__REQUIRED WORK__. Starting at the line that contains "pub fn with_client(mut" in the listing below, write out every line word for word until you have written the line that contains "let response = self".

※

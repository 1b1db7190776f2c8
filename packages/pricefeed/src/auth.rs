//! Bearer-token acquisition for API-gated marketplaces.
//!
//! The contract is deliberately lossy: `get_access_token` returns a
//! valid credential or `None`, never an error. Any failure: missing
//! credentials, network trouble, a rejected exchange: downgrades the
//! owning adapter to its fallback method instead of failing the fetch.

use async_trait::async_trait;
use chrono::{DateTime, Duration as ChronoDuration, Utc};
use serde::Deserialize;
use tokio::sync::Mutex;
use tracing::{debug, warn};

use crate::error::{AuthError, AuthResult};
use crate::security::{ClientCredentials, SecretString};

/// Safety margin subtracted from a token's lifetime so a credential is
/// never used when it could expire mid-request.
const EXPIRY_MARGIN_SECS: i64 = 60;

/// A bearer credential with its expiry.
#[derive(Debug, Clone)]
pub struct ApiCredential {
    /// Bearer token (secret)
    pub access_token: SecretString,

    /// Instant after which the token must not be used
    pub expires_at: DateTime<Utc>,
}

impl ApiCredential {
    /// True while the credential is safely inside its lifetime.
    pub fn is_valid_at(&self, now: DateTime<Utc>) -> bool {
        now < self.expires_at
    }
}

/// Raw token-endpoint exchange.
///
/// Split from the authenticator so the caching contract can be tested
/// without a network, and so a different grant flow slots in without
/// touching callers.
#[async_trait]
pub trait TokenExchange: Send + Sync {
    /// Exchange client credentials for `(access_token, expires_in_secs)`.
    async fn exchange(&self, credentials: &ClientCredentials) -> AuthResult<(String, i64)>;
}

#[derive(Debug, Deserialize)]
struct TokenResponse {
    access_token: Option<String>,
    expires_in: Option<i64>,
}

/// Client-credentials exchange against an OAuth token endpoint.
pub struct HttpTokenExchange {
    http: reqwest::Client,
    token_url: String,
    scope: String,
}

impl HttpTokenExchange {
    /// Create an exchange against the given token endpoint.
    pub fn new(token_url: impl Into<String>, scope: impl Into<String>) -> Self {
        Self {
            http: reqwest::Client::builder()
                .timeout(std::time::Duration::from_secs(15))
                .build()
                .expect("failed to create HTTP client"),
            token_url: token_url.into(),
            scope: scope.into(),
        }
    }

    /// Use a custom HTTP client.
    pub fn with_client(mut self, client: reqwest::Client) -> Self {
        self.http = client;
        self
    }
}

#[async_trait]
impl TokenExchange for HttpTokenExchange {
    async fn exchange(&self, credentials: &ClientCredentials) -> AuthResult<(String, i64)> {
        let response = self
            .http
            .post(&self.token_url)
            .basic_auth(
                &credentials.client_id,
                Some(credentials.client_secret.expose()),
            )
            .form(&[
                ("grant_type", "client_credentials"),
                ("scope", self.scope.as_str()),
            ])
            .send()
            .await
            .map_err(|e| AuthError::Exchange(Box::new(e)))?;

        let status = response.status();
        if !status.is_success() {
            return Err(AuthError::Rejected {
                status: status.as_u16(),
            });
        }

        let body: TokenResponse = response
            .json()
            .await
            .map_err(|e| AuthError::Exchange(Box::new(e)))?;

        match (body.access_token, body.expires_in) {
            (Some(token), Some(expires_in)) if !token.is_empty() && expires_in > 0 => {
                Ok((token, expires_in))
            }
            _ => Err(AuthError::MalformedResponse),
        }
    }
}

/// Caches a bearer credential and refreshes it on expiry.
pub struct TokenAuthenticator {
    exchange: Box<dyn TokenExchange>,
    credentials: Option<ClientCredentials>,
    cached: Mutex<Option<ApiCredential>>,
}

impl TokenAuthenticator {
    /// Create an authenticator over the given exchange.
    ///
    /// `credentials: None` models the unconfigured state: every token
    /// request answers `None` immediately and adapters use their
    /// fallback method.
    pub fn new(exchange: impl TokenExchange + 'static, credentials: Option<ClientCredentials>) -> Self {
        Self {
            exchange: Box::new(exchange),
            credentials,
            cached: Mutex::new(None),
        }
    }

    /// Return a valid credential, refreshing if needed; `None` on any
    /// failure.
    pub async fn get_access_token(&self) -> Option<ApiCredential> {
        let Some(credentials) = &self.credentials else {
            debug!("no client credentials configured, skipping token request");
            return None;
        };

        let mut cached = self.cached.lock().await;
        let now = Utc::now();

        if let Some(credential) = cached.as_ref() {
            if credential.is_valid_at(now) {
                return Some(credential.clone());
            }
            debug!("cached token expired, refreshing");
        }

        match self.exchange.exchange(credentials).await {
            Ok((token, expires_in)) => {
                let credential = ApiCredential {
                    access_token: SecretString::new(token),
                    expires_at: now
                        + ChronoDuration::seconds((expires_in - EXPIRY_MARGIN_SECS).max(0)),
                };
                *cached = Some(credential.clone());
                Some(credential)
            }
            Err(e) => {
                warn!(error = %e, "token refresh failed");
                *cached = None;
                None
            }
        }
    }

    /// Invalidate the cached credential (e.g. after the stored client
    /// credentials change).
    pub async fn clear_token(&self) {
        *self.cached.lock().await = None;
    }
}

※

__EXPECTED ANSWER__.
    pub fn with_client(mut self, client: reqwest::Client) -> Self {
        self.http = client;
        self
    }
}

#[async_trait]
impl TokenExchange for HttpTokenExchange {
    async fn exchange(&self, credentials: &ClientCredentials) -> AuthResult<(String, i64)> {
        let response = self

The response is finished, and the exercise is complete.